2.3 Issue Response Strategy

F‑Secure employs a forward-fix approach rather than rollbacks when addressing deployment issues:

  1. Issue Detection:

    • Our support team creates tickets for all reported issues in our backlog.

    • The development team reviews this backlog every morning to identify and prioritize issues.

    • Metrics from our monitoring tools help identify systemic problems that may not yet be reported by users.

  2. Response Protocol:

    • For critical issues, we immediately pause the ongoing deployment to prevent further impact.

    • Based on the severity and scope, we determine whether to:

      • Create a maintenance release for significant but non-critical issues

      • Develop a hotfix for critical issues that require immediate attention

  3. Hotfix Deployment:

    • Our hotfix process enables us to develop, test, and deploy critical fixes within hours.

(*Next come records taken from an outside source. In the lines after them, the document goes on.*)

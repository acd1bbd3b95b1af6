extern crate import_resolver;
extern crate serde_json;

#[cfg(test)]
extern crate pretty_assertions;

#[cfg(test)]
extern crate test_tmpdir;

mod action;
mod cfg;
mod classify;
mod error;
mod ledger;
mod resolve;
mod session;
#[cfg(test)]
mod test;
mod visitor;

use import_resolver::NodeModulesResolver;
use logger_srcfile::SrcFileLogger;
use swc_ecma_ast::Module;
use swc_ecma_visit::VisitMutWith;

pub use action::{RewriteAction, SpecifierRewriter, SpecifierSite};
pub use cfg::{
    DependencyRootSet, NpmFileNameNormalizer, Platform, RenameImportJSONConfig,
    RenameImportOptions, RewriteContext, NODE_MODULES_DIR, NPM_OUTPUT_DIR,
};
pub use classify::{
    classify, ModuleClassifier, SpecifierClass, FRAMEWORK_INTERNAL_PACKAGE,
    FRAMEWORK_RUNTIME_PACKAGE,
};
pub use error::RenameImportError;
pub use ledger::RewriteLedger;
pub use resolve::{resolve_local, resolve_package, runtime_bypass_path, runtime_relative_path};
pub use session::RenameImportSession;
pub use visitor::RenameImportVisitor;

/// Rewrites every import, re-export and `require` specifier in `module`
/// for the output layout described by `ctx`.
///
/// On error the module may already be partially rewritten and should be
/// discarded.
pub fn rename_imports(
    module: &mut Module,
    ctx: &RewriteContext,
    ledger: &RewriteLedger,
    resolver: &NodeModulesResolver,
    logger: impl SrcFileLogger,
) -> Result<(), RenameImportError> {
    let rewriter = SpecifierRewriter::new(ctx, resolver, ledger);
    let mut visitor = RenameImportVisitor::new(rewriter, logger);
    module.visit_mut_with(&mut visitor);
    visitor.into_result()
}
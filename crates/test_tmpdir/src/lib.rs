extern crate path_slash;

use path_slash::PathBufExt;
use std::{
    collections::HashMap,
    fs::File,
    io::{Error, Write},
    path::{Path, PathBuf},
};

/// A temporary directory populated with fixture files, removed on drop.
///
/// `root()` is canonicalized, so paths built from it compare equal to
/// paths a resolver produces after following symlinks (e.g. macOS
/// `/var` -> `/private/var`).
pub struct TmpDir {
    tmp_root: tempfile::TempDir,
    canonical_root: PathBuf,
}

/// Builds a `TmpDir` from `"relative/path" => "content"` pairs.
#[macro_export]
macro_rules! test_tmpdir(
    { $($key:expr => $value:expr),+ $(,)? } => {
        {
            use test_tmpdir::TmpDir;
            let mut m = ::std::collections::HashMap::new();
            $(
                m.insert(String::from($key), $value);
            )+

            TmpDir::new_with_content(&m)
        }
    };
);

impl Default for TmpDir {
    fn default() -> Self {
        Self::new()
    }
}

impl TmpDir {
    pub fn new() -> TmpDir {
        let root = tempfile::tempdir().unwrap();
        let canonical_root = std::fs::canonicalize(&root).unwrap();
        TmpDir {
            tmp_root: root,
            canonical_root,
        }
    }

    pub fn new_with_content(content: &HashMap<String, &str>) -> TmpDir {
        let out = Self::new();
        out.write_batch(content).unwrap();
        out
    }

    pub fn write_batch(&self, content: &HashMap<String, &str>) -> Result<(), Error> {
        for (path, content) in content {
            self.write_file(path, content)?;
        }
        Ok(())
    }

    pub fn write_file(&self, path: &str, content: &str) -> Result<(), Error> {
        let target = self.tmp_root.path().join(PathBuf::from_slash(path));
        // mkdir -p
        if let Some(parent) = target.parent() {
            std::fs::create_dir_all(parent)?;
        }
        let mut file = File::create(target)?;
        file.write_all(content.as_bytes())
    }

    pub fn remove_file(&self, path: &str) -> Result<(), Error> {
        std::fs::remove_file(self.tmp_root.path().join(PathBuf::from_slash(path)))
    }

    pub fn root(&self) -> &Path {
        &self.canonical_root
    }

    pub fn root_join<S: AsRef<str>>(&self, other: S) -> PathBuf {
        self.canonical_root
            .to_owned()
            .join(PathBuf::from_slash(other))
    }
}
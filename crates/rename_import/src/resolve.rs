//! Path arithmetic between the source tree, the npm mirror in the output
//! tree, and the output location of the file being transformed.

use std::path::{Path, PathBuf};

use abspath::{canonicalize_existing, ensure_relative_marker, join_abspath, relative_slash_path};
use import_resolver::NodeModulesResolver;
use tracing::{debug, trace};

use crate::{cfg::Platform, error::RenameImportError, ledger::RewriteLedger, RewriteContext};

/// Runtime build used when dependency copying is disabled and the runtime
/// is loaded from the platform's own npm support.
pub fn runtime_bypass_path(internal_package: &str, platform: Platform) -> String {
    format!("{internal_package}/dist/{internal_package}.{platform}.esm")
}

/// Path from the current file's output directory to the mirrored runtime
/// package, `<outputPath>/npm/<runtime>`. Computed, not probed on disk.
pub fn runtime_relative_path(ctx: &RewriteContext) -> Result<String, RenameImportError> {
    let runtime_dir = ctx
        .options
        .npm_output_root()
        .join(ctx.options.classifier.internal_package());
    let relative = relative_slash_path(ctx.dist_dir(), runtime_dir)?;
    Ok(ensure_relative_marker(&relative))
}

/// Rewrites a bare package specifier to the location its entry file will
/// occupy in the output npm mirror, relative to the current file's
/// output directory.
///
/// The entry file is found by searching the dependency roots last-declared
/// first. A successful lookup is remembered in `ledger`, and later
/// rewrites of the same specifier reuse it without touching the
/// filesystem.
pub fn resolve_package(
    specifier: &str,
    ctx: &RewriteContext,
    resolver: &NodeModulesResolver,
    ledger: &RewriteLedger,
) -> Result<String, RenameImportError> {
    let target = match ledger.package_target(specifier) {
        Some(target) => {
            trace!("ledger hit for package {specifier:?}");
            target
        }
        None => {
            let search_paths = ctx.options.dependency_roots.search_order();
            let target = resolver
                .resolve_package(specifier, &search_paths)
                .map_err(|source| RenameImportError::Resolution {
                    specifier: specifier.to_string(),
                    file: ctx.resource_path.clone(),
                    source,
                })?;
            ledger.remember_package_target(specifier, target.clone());
            target
        }
    };

    let node_modules_root = comparable_base(&ctx.options.node_modules_root(), resolver);
    let mirror_relative = relative_slash_path(node_modules_root, &target)?;
    let mirrored = join_abspath(ctx.options.npm_output_root(), mirror_relative)?;
    let relative = relative_slash_path(ctx.dist_dir(), mirrored)?;
    let rewritten = ctx
        .options
        .normalize_npm_file_name(&ensure_relative_marker(&relative));

    debug!(
        "{}: package {specifier:?} -> {rewritten:?}",
        ctx.resource_path.display()
    );
    Ok(rewritten)
}

/// Rewrites a local specifier to an explicit relative path naming the
/// concrete file it resolves to, e.g. `./utils` -> `./utils/index.js`.
///
/// Some mini-program runtimes cannot resolve an omitted extension or an
/// implicit `index` file the way node does.
pub fn resolve_local(
    specifier: &str,
    ctx: &RewriteContext,
    resolver: &NodeModulesResolver,
) -> Result<String, RenameImportError> {
    let base_dir = ctx.resource_dir();
    let target = resolver
        .resolve_path(base_dir, specifier)
        .map_err(|source| RenameImportError::Resolution {
            specifier: specifier.to_string(),
            file: ctx.resource_path.clone(),
            source,
        })?;
    let relative = relative_slash_path(comparable_base(base_dir, resolver), target)?;
    Ok(ensure_relative_marker(&relative))
}

// Resolved targets have their symlinks followed, so the base they are
// measured from must be too.
fn comparable_base(path: &Path, resolver: &NodeModulesResolver) -> PathBuf {
    if resolver.options().preserve_symlinks {
        path.to_path_buf()
    } else {
        canonicalize_existing(path)
    }
}
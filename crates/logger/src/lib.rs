use std::{fmt::Display, sync::Mutex};

use anyhow::anyhow;

/// Sink for user-facing build diagnostics.
///
/// Internal tracing goes through `tracing`; this trait is for messages a
/// person running the build is expected to read.
pub trait Logger: Clone {
    fn log(&self, message: impl Display);
    fn warn(&self, message: impl Display) {
        self.log(format!("WARN: {}", message));
    }
    fn error(&self, message: impl Display) {
        self.log(format!("ERROR: {}", message));
    }
}

impl<T: Logger> Logger for &T {
    fn log(&self, message: impl Display) {
        (*self).log(message);
    }
    fn warn(&self, message: impl Display) {
        (*self).warn(message);
    }
    fn error(&self, message: impl Display) {
        (*self).error(message);
    }
}

/// Writes plain messages to stdout and warnings/errors to stderr,
/// stamped with the seconds elapsed since the logger was created.
#[derive(Clone)]
pub struct StdioLogger {
    zero_time: std::time::Instant,
}

impl StdioLogger {
    pub fn new() -> Self {
        Self {
            zero_time: std::time::Instant::now(),
        }
    }

    fn elapsed(&self) -> f64 {
        std::time::Instant::now()
            .duration_since(self.zero_time)
            .as_secs_f64()
    }
}

impl Default for StdioLogger {
    fn default() -> Self {
        Self::new()
    }
}

impl Logger for StdioLogger {
    fn log(&self, message: impl Display) {
        println!("[{:.04}] {}", self.elapsed(), message);
    }
    fn warn(&self, message: impl Display) {
        eprintln!("[{:.04}] WARN: {}", self.elapsed(), message);
    }
    fn error(&self, message: impl Display) {
        eprintln!("[{:.04}] ERROR: {}", self.elapsed(), message);
    }
}

/// Collects every message in memory. Used by tests to assert on the
/// diagnostics a transform produced.
pub struct VecLogger {
    logs: Mutex<Vec<String>>,
}

impl Logger for &VecLogger {
    fn log(&self, message: impl Display) {
        self.logs
            .lock()
            .expect("locking the logger array should not fail!")
            .push(format!("{}", message));
    }
}

impl VecLogger {
    pub fn new() -> Self {
        Self {
            logs: Mutex::new(Vec::new()),
        }
    }

    pub fn get_logs(self) -> Result<Vec<String>, anyhow::Error> {
        self.logs
            .into_inner()
            .map_err(|err| anyhow!("error unlocking VecLogger logs:{err}"))
    }
}

impl Default for VecLogger {
    fn default() -> Self {
        Self::new()
    }
}

#[cfg(test)]
mod test {
    use super::{Logger, VecLogger};
    use pretty_assertions::assert_eq;

    #[test]
    fn test_vec_logger_prefixes_levels() {
        let logger = VecLogger::new();
        (&logger).log("plain");
        (&logger).warn("careful");
        (&logger).error("broken");
        assert_eq!(
            logger.get_logs().unwrap(),
            vec!["plain", "WARN: careful", "ERROR: broken"]
        );
    }

    #[test]
    fn test_logger_through_double_reference() {
        let logger = VecLogger::new();
        let by_ref = &logger;
        (&by_ref).warn("nested");
        assert_eq!(logger.get_logs().unwrap(), vec!["WARN: nested"]);
    }
}
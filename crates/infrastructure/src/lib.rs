//! Infrastructure layer - Adapters for external systems
//!
//! Implements ports defined in the application layer.
//! Contains the process environment adapter, configuration loading,
//! the YAML fault spec loader and logging setup.

pub mod adapters;
pub mod config;
pub mod spec_loader;
pub mod telemetry;

pub use adapters::*;
pub use config::{AppConfig, EnvironmentsConfig, ServerConfig, SpecAppConfig};
pub use spec_loader::{FAILURE_COUNTS_ENV, FaultSpec, SpecError, load_and_apply, load_spec};
pub use telemetry::{LogFormat, LogTarget, LoggingConfig, TelemetryError, init_logging};
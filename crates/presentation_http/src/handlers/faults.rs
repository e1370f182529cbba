//! Fault control handlers
//!
//! Query-string endpoints (`/set`, `/set-nth`, `/reset`, `/status`) plus a
//! JSON resource at `/faults`. Rule changes made while the injector is in a
//! production-like environment are accepted and silently ignored.

use axum::{
    Json,
    extract::{Query, State, rejection::JsonRejection},
};
use domain::{FaultStatus, RuleSnapshot};
use serde::{Deserialize, Serialize};
use tracing::debug;

use crate::{error::ApiError, state::AppState};

/// Plain-text acknowledgement of a control request
pub const OK_BODY: &str = "OK";

/// Query of `/set`
#[derive(Debug, Clone, Default, Deserialize)]
pub struct SetFailuresQuery {
    pub key: Option<String>,
    pub count: Option<String>,
}

/// Query of `/set-nth`
#[derive(Debug, Clone, Default, Deserialize)]
pub struct SetNthQuery {
    pub key: Option<String>,
    pub n: Option<String>,
}

/// Body of `POST /faults`
#[derive(Debug, Clone, Serialize, Deserialize)]
pub struct FaultRequest {
    pub key: String,
    pub count: i64,
    /// Install an Nth-only rule instead of first-N
    #[serde(default)]
    pub precise: bool,
}

fn require_key(key: Option<String>) -> Result<String, ApiError> {
    key.filter(|k| !k.is_empty())
        .ok_or_else(|| ApiError::BadRequest("Missing fault key".to_string()))
}

/// Lenient integer parsing: missing or unparsable values become 0
fn parse_count(raw: Option<&str>) -> i64 {
    raw.and_then(|v| v.trim().parse().ok()).unwrap_or(0)
}

/// `POST /set?key=K&count=N`
pub async fn set_failures(
    State(state): State<AppState>,
    Query(query): Query<SetFailuresQuery>,
) -> Result<&'static str, ApiError> {
    let key = require_key(query.key)?;
    let count = parse_count(query.count.as_deref());
    debug!(key = %key, count, "Control request: set failures");
    state.injector.set_failures(&key, count);
    Ok(OK_BODY)
}

/// `POST /set-nth?key=K&n=N`
pub async fn set_nth_failure(
    State(state): State<AppState>,
    Query(query): Query<SetNthQuery>,
) -> Result<&'static str, ApiError> {
    let key = require_key(query.key)?;
    let n = parse_count(query.n.as_deref());
    debug!(key = %key, n, "Control request: set nth failure");
    state.injector.set_nth_failure(&key, n);
    Ok(OK_BODY)
}

/// `POST /reset`
pub async fn reset(State(state): State<AppState>) -> &'static str {
    state.injector.reset();
    OK_BODY
}

/// `GET /status`
pub async fn status(State(state): State<AppState>) -> Json<FaultStatus> {
    Json(state.injector.status())
}

/// `GET /faults`
pub async fn list_faults(State(state): State<AppState>) -> Json<RuleSnapshot> {
    Json(state.injector.rules())
}

/// `POST /faults`
///
/// Responds with the configured rules after the change.
pub async fn create_fault(
    State(state): State<AppState>,
    payload: Result<Json<FaultRequest>, JsonRejection>,
) -> Result<Json<RuleSnapshot>, ApiError> {
    let Json(request) = payload?;
    let key = require_key(Some(request.key))?;

    if request.precise {
        state.injector.set_nth_failure(&key, request.count);
    } else {
        state.injector.set_failures(&key, request.count);
    }

    Ok(Json(state.injector.rules()))
}
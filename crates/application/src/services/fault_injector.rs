//! Fault injection decision engine
//!
//! [`FaultInjector`] answers "should this call fail?" for a named fault key.
//! It combines the [`RuleStore`] with the [`EnvironmentPolicy`] gate: in a
//! production-like environment nothing is injected and rule changes are
//! ignored, while `reset` and `status` keep working for cleanup and
//! monitoring.
//!
//! # Example
//!
//! ```
//! use std::sync::Arc;
//!
//! use application::{FaultInjector, FixedEnvironment};
//!
//! let env = FixedEnvironment::empty().with_var("ENVIRONMENT", "testing");
//! let injector = FaultInjector::new(Arc::new(env));
//!
//! injector.set_failures("db-connect", 2);
//! assert!(injector.inject("db-connect"));
//! assert!(injector.inject("db-connect"));
//! assert!(!injector.inject("db-connect"));
//! ```

use std::sync::Arc;

use domain::{EnvironmentLists, EnvironmentName, FailureRule, FaultStatus, RuleSnapshot};
use tracing::{debug, trace};

use super::{EnvironmentPolicy, InjectionContext, RuleStore};
use crate::ports::EnvironmentPort;

/// Shared, thread-safe fault injection engine
///
/// Construct one per process (or per test) and share it behind an `Arc`.
#[derive(Debug)]
pub struct FaultInjector {
    store: RuleStore,
    policy: EnvironmentPolicy,
}

impl FaultInjector {
    /// Create an injector with the default classification lists
    pub fn new(environment: Arc<dyn EnvironmentPort>) -> Self {
        Self::with_lists(environment, EnvironmentLists::default())
    }

    /// Create an injector with explicit classification lists
    pub fn with_lists(environment: Arc<dyn EnvironmentPort>, lists: EnvironmentLists) -> Self {
        Self {
            store: RuleStore::new(),
            policy: EnvironmentPolicy::with_lists(environment, lists),
        }
    }

    /// Decide whether the current call for `key` fails
    ///
    /// In a production-like environment this returns `false` without
    /// counting the attempt.
    pub fn inject(&self, key: &str) -> bool {
        if self.policy.is_production() {
            trace!(key = %key, "Injection suppressed in production-like environment");
            return false;
        }
        self.store.evaluate_and_advance(key)
    }

    /// Context-aware variant of [`inject`](Self::inject)
    ///
    /// A cancelled or expired context yields `false`; an explicit override
    /// for `key` is returned verbatim. Neither path counts an attempt.
    pub fn inject_with_context(&self, ctx: &InjectionContext, key: &str) -> bool {
        if ctx.is_done() {
            trace!(key = %key, "Context done, skipping injection");
            return false;
        }
        if let Some(forced) = ctx.override_for(key) {
            debug!(key = %key, inject = forced, "Using context override");
            return forced;
        }
        self.inject(key)
    }

    /// Fail the first `count` calls for `key`
    ///
    /// Replaces any rule on `key` and restarts its counter. Ignored in a
    /// production-like environment.
    pub fn set_failures(&self, key: &str, count: i64) {
        self.configure(key, FailureRule::FirstN(count));
    }

    /// Fail only call number `n` for `key`
    ///
    /// Replaces any rule on `key` and restarts its counter. Ignored in a
    /// production-like environment.
    pub fn set_nth_failure(&self, key: &str, n: i64) {
        self.configure(key, FailureRule::NthOnly(n));
    }

    fn configure(&self, key: &str, rule: FailureRule) {
        if self.policy.is_production() {
            debug!(key = %key, rule = %rule, "Ignoring rule change in production-like environment");
            return;
        }
        self.store.install(key, rule);
    }

    /// Clear every rule and counter, regardless of environment
    pub fn reset(&self) {
        self.store.reset();
    }

    /// Remaining failures per first-N key, regardless of environment
    ///
    /// Exhausted keys and keys with a limit of zero or below stay listed
    /// at `0` until [`reset`](Self::reset). Nth-only keys are not listed;
    /// see [`rules`](Self::rules).
    pub fn status(&self) -> FaultStatus {
        self.store.status()
    }

    /// Configured thresholds of every key, both rule kinds
    pub fn rules(&self) -> RuleSnapshot {
        self.store.snapshot()
    }

    /// Replace the list of environments where injection is allowed
    pub fn set_allowed_environments<I>(&self, names: I)
    where
        I: IntoIterator,
        I::Item: AsRef<str>,
    {
        self.policy.set_allowed(names);
    }

    /// Replace the list of production environments
    pub fn set_production_environments<I>(&self, names: I)
    where
        I: IntoIterator,
        I::Item: AsRef<str>,
    {
        self.policy.set_production(names);
    }

    /// Whether injection is currently suppressed
    pub fn is_production(&self) -> bool {
        self.policy.is_production()
    }

    /// Resolved environment name
    pub fn environment(&self) -> EnvironmentName {
        self.policy.resolve_name()
    }

    /// Current classification lists
    pub fn environment_lists(&self) -> EnvironmentLists {
        self.policy.lists()
    }

    /// Completed evaluations of `key`
    pub fn attempts(&self, key: &str) -> Option<u64> {
        self.store.attempts(key)
    }
}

    • Hotfixes must pass through both our Test Automation suite and undergo manual testing to verify they resolve the issue without introducing new problems.

    • Once verified, hotfixes are pushed to all users through a special update channel.

2.4 Monitoring and Feedback Systems

Our monitoring infrastructure provides comprehensive visibility into the deployment process:

  1. Metrics Collection:

    • Amazon Redash dashboards track critical deployment metrics including:

      • Upgrade success/failure rates

      • Installation completion rates

      • Post-installation functionality

      • Application crash rates

      • Detection efficacy

  2. Anomaly Detection:

    • Our backend systems use threshold-based alerting to identify critical metric deviations.

    • Trend analysis helps identify gradual degradation that might otherwise go unnoticed.

    • Automated notifications ensure timely response to emerging issues.

  3. Feedback Channels:

    • Beta program feedback provides early warning of potential issues.

    • Daily support ticket reviews ensure all issues reported from production are evaluated promptly.

    • We actively monitor community channels and discussion boards to identify emerging issues and gather user feedback.

2.5 Continuous Improvement Process

We maintain a structured approach to continuous improvement:

  1. Post-Deployment Analysis:

    • After each production release, we conduct retrospective to examine what went well and what did not.

    • We analyze metrics, user feedback, NPS scores, and any issues encountered to identify improvements.

  2. Continuous Process Improvement:

    • We constantly look for ways to enhance our development and deployment processes.

    • Learnings from each release cycle are applied to improve future releases.

    • Annual SDP documentation updates ensure our practices remain current.

  3. Infrastructure Enhancements:

    • Ongoing evaluation and upgrades to our monitoring tools ensure optimal visibility.

    • Continuous expansion of our Test Automation suite improves coverage.

    • Regular refinement of our metrics dashboards enhances decision-making capabilities.

3. Communication Practices

Clear communication is essential to our deployment strategy:

  1. Release Communications:

    • Detailed release notes document all changes, improvements, and known issues.

    • Beta program participants receive special communications about new features and known limitations.

    • Production release announcements provide users with relevant information about updates.

  2. Issue Response Communications:

    • For critical issues, we provide clear notifications through appropriate channels.

    • Communication includes the nature of the issue, impact assessment, and expected resolution timeline.

    • Regular updates keep users informed throughout the resolution process.

  3. Feedback Collection:

    • Multiple channels enable users to provide feedback about their experience.

    • Support systems categorize and prioritize user-reported issues.

    • Beta program participants have dedicated feedback mechanisms.